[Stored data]
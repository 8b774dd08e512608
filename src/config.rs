//! # Configuration Management Module
//!
//! Persistent node settings stored in platform-appropriate locations.
//! Handles loading, saving, validating and providing defaults.
//!
//! ## Settings
//! - Identity and broker: `device_id`, `broker_host`, `broker_port`, credentials
//! - Topics: `command_topic`, optional `status_topic` override
//! - Acquisition: `samples_per_frame`, `channel_count`, `sample_interval_ms`
//! - Pipeline: `queue_capacity`, `push_timeout_ms`, `writer_poll_ms`
//! - Reporting: `status_interval_ms`, inbox/outbox capacities
//!
//! ## Storage Location
//! - macOS: ~/Library/Application Support/holdlog/config.toml
//! - Linux: ~/.config/holdlog/config.toml
//! - Windows: %APPDATA%\holdlog\config.toml

use serde::{Deserialize, Serialize};
use std::fs;
use std::path::{Path, PathBuf};
use std::time::Duration;

use crate::error::ConfigError;

#[derive(Debug, Clone, PartialEq, Serialize, Deserialize)]
#[serde(default)]
pub struct Config {
    pub device_id: String,
    pub broker_host: String,
    pub broker_port: u16,
    #[serde(skip_serializing_if = "Option::is_none")]
    pub username: Option<String>,
    #[serde(skip_serializing_if = "Option::is_none")]
    pub password: Option<String>,
    pub keep_alive_secs: u64,
    pub command_topic: String,
    /// Defaults to `pico/<device_id>/status`
    #[serde(skip_serializing_if = "Option::is_none")]
    pub status_topic: Option<String>,
    pub storage_root: PathBuf,
    pub samples_per_frame: usize,
    pub channel_count: usize,
    pub sample_interval_ms: u64,
    pub queue_capacity: usize,
    pub push_timeout_ms: u64,
    pub writer_poll_ms: u64,
    pub status_interval_ms: u64,
    pub inbox_capacity: usize,
    pub outbox_capacity: usize,
    pub loop_yield_us: u64,
    pub reconnect_delay_ms: u64,
}

impl Default for Config {
    fn default() -> Self {
        Self {
            device_id: "pico1".to_string(),
            broker_host: "localhost".to_string(),
            broker_port: 1883,
            username: None,
            password: None,
            keep_alive_secs: 7200,
            command_topic: "pico/all/cmd".to_string(),
            status_topic: None,
            storage_root: PathBuf::from("sd"),
            samples_per_frame: 100,
            channel_count: 4,
            sample_interval_ms: 20,
            queue_capacity: 16,
            push_timeout_ms: 1000,
            writer_poll_ms: 10,
            status_interval_ms: 1000,
            inbox_capacity: 32,
            outbox_capacity: 64,
            loop_yield_us: 500,
            reconnect_delay_ms: 5000,
        }
    }
}

impl Config {
    /// Get the path to the config file
    fn config_path() -> PathBuf {
        dirs::config_dir()
            .unwrap_or_else(|| PathBuf::from("."))
            .join("holdlog")
            .join("config.toml")
    }

    /// Load config from the default location, creating it if it doesn't exist
    pub fn load() -> Result<Self, ConfigError> {
        Self::load_from(Self::config_path())
    }

    /// Load config from `path`, writing defaults there when the file is missing
    pub fn load_from(path: impl AsRef<Path>) -> Result<Self, ConfigError> {
        let path = path.as_ref();

        let config: Config = match fs::read_to_string(path) {
            Ok(contents) => toml::from_str(&contents).map_err(ConfigError::ParseFailed)?,
            Err(e) if e.kind() == std::io::ErrorKind::NotFound => {
                let config = Self::default();
                config.save_to(path)?;
                config
            }
            Err(e) => return Err(ConfigError::ReadFailed(e)),
        };

        config.validate()?;
        Ok(config)
    }

    /// Save config to file
    pub fn save_to(&self, path: impl AsRef<Path>) -> Result<(), ConfigError> {
        let path = path.as_ref();

        if let Some(parent) = path.parent() {
            fs::create_dir_all(parent).map_err(ConfigError::WriteFailed)?;
        }

        let toml_string = toml::to_string_pretty(self).map_err(ConfigError::SerializeFailed)?;
        fs::write(path, toml_string).map_err(ConfigError::WriteFailed)?;

        Ok(())
    }

    /// Reject values the pipeline cannot run with
    pub fn validate(&self) -> Result<(), ConfigError> {
        let positive = [
            ("samples_per_frame", self.samples_per_frame as u64),
            ("channel_count", self.channel_count as u64),
            ("sample_interval_ms", self.sample_interval_ms),
            ("queue_capacity", self.queue_capacity as u64),
            ("push_timeout_ms", self.push_timeout_ms),
            ("writer_poll_ms", self.writer_poll_ms),
            ("status_interval_ms", self.status_interval_ms),
            ("inbox_capacity", self.inbox_capacity as u64),
            ("outbox_capacity", self.outbox_capacity as u64),
        ];
        for (name, value) in positive {
            if value == 0 {
                return Err(ConfigError::Invalid(format!("{} must be greater than zero", name)));
            }
        }
        if self.device_id.trim().is_empty() {
            return Err(ConfigError::Invalid("device_id must not be empty".into()));
        }
        if self.command_topic.trim().is_empty() {
            return Err(ConfigError::Invalid("command_topic must not be empty".into()));
        }
        Ok(())
    }

    pub fn status_topic(&self) -> String {
        self.status_topic
            .clone()
            .unwrap_or_else(|| format!("pico/{}/status", self.device_id))
    }

    pub fn sample_interval(&self) -> Duration {
        Duration::from_millis(self.sample_interval_ms)
    }

    pub fn push_timeout(&self) -> Duration {
        Duration::from_millis(self.push_timeout_ms)
    }

    pub fn writer_poll(&self) -> Duration {
        Duration::from_millis(self.writer_poll_ms)
    }

    pub fn status_interval(&self) -> Duration {
        Duration::from_millis(self.status_interval_ms)
    }

    pub fn loop_yield(&self) -> Duration {
        Duration::from_micros(self.loop_yield_us)
    }

    pub fn reconnect_delay(&self) -> Duration {
        Duration::from_millis(self.reconnect_delay_ms)
    }
}
//! # Session Writer
//!
//! One writer thread per recording session. It drains the frame queue and
//! appends each frame as CSV to the session file.
//!
//! ## Lifecycle
//! 1. Open the file once in append mode; write the header if the file is new
//! 2. Take frames from the queue and append them, one write per frame
//! 3. When the session is stopped and the queue is empty, exit
//!
//! A failed open or write ends the session: the recording state is forced
//! idle, the error is reported, and the thread exits without retrying. Every
//! exit path closes the file and reports `recording_stopped_core1_exit`.

use chrono::{DateTime, Local};
use std::fs::OpenOptions;
use std::io::{self, BufWriter, Write};
use std::path::PathBuf;
use std::sync::Arc;
use std::thread::{self, JoinHandle};
use std::time::Duration;

use crate::context::{SharedContext, WriterPoll};
use crate::error::WriterError;
use crate::frame::csv_header;
use crate::status::{Status, StatusReporter};

pub struct Writer {
    ctx: Arc<SharedContext>,
    reporter: StatusReporter,
    path: PathBuf,
    session: u64,
    channel_count: usize,
    poll: Duration,
    started_at: DateTime<Local>,
}

impl Writer {
    pub fn new(
        ctx: Arc<SharedContext>,
        reporter: StatusReporter,
        path: PathBuf,
        session: u64,
        channel_count: usize,
        poll: Duration,
    ) -> Self {
        Self {
            ctx,
            reporter,
            path,
            session,
            channel_count,
            poll,
            started_at: Local::now(),
        }
    }

    /// Start the writer on its own thread. The handle yields the number of frames written.
    pub fn spawn(self) -> io::Result<JoinHandle<Result<usize, WriterError>>> {
        thread::Builder::new()
            .name(format!("writer-{}", self.session))
            .spawn(move || self.run())
    }

    fn run(self) -> Result<usize, WriterError> {
        log::info!("Writer for session {} started for {}", self.session, self.path.display());

        let result = self.write_session();
        // Clean exits find the session already idle; this covers the error paths.
        self.ctx.fail_session(self.session);

        match &result {
            Ok(frames) => {
                let elapsed = Local::now().signed_duration_since(self.started_at);
                log::info!(
                    "Recording stopped and queue empty: {} frames in {}.{:03}s (started {})",
                    frames,
                    elapsed.num_seconds(),
                    elapsed.num_milliseconds().rem_euclid(1000),
                    self.started_at.format("%Y-%m-%d %H:%M:%S")
                );
            }
            Err(e) => {
                log::error!("Session {} ({}): {}", self.session, self.path.display(), e);
                self.reporter.report(e.status());
            }
        }

        self.reporter.report(Status::RecordingStoppedCore1Exit);
        result
    }

    fn write_session(&self) -> Result<usize, WriterError> {
        let file = OpenOptions::new()
            .create(true)
            .append(true)
            .open(&self.path)
            .map_err(WriterError::FileOpen)?;
        let is_new = file.metadata().map_err(WriterError::FileOpen)?.len() == 0;

        let mut out = BufWriter::new(file);
        if is_new {
            out.write_all(csv_header(self.channel_count).as_bytes())
                .and_then(|_| out.flush())
                .map_err(WriterError::Write)?;
        }

        self.drain_into(&mut out)
    }

    /// Append frames to `out` until the session is over and the queue is drained
    pub fn drain_into<W: Write>(&self, out: &mut W) -> Result<usize, WriterError> {
        let mut frames = 0;
        loop {
            match self.ctx.next_frame(self.session, self.poll) {
                WriterPoll::Frame(frame) => {
                    frame
                        .write_csv(out)
                        .and_then(|_| out.flush())
                        .map_err(WriterError::Write)?;
                    frames += 1;
                    log::debug!("Wrote {} samples to file", frame.len());
                }
                WriterPoll::Finished => return Ok(frames),
            }
        }
    }
}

** Problem description **
Search the data above for the string "match" and report each line that holds it.

** Exercise output **
        let config: Config = match fs::read_to_string(path) {
        match &result {
            match self.ctx.next_frame(self.session, self.poll) {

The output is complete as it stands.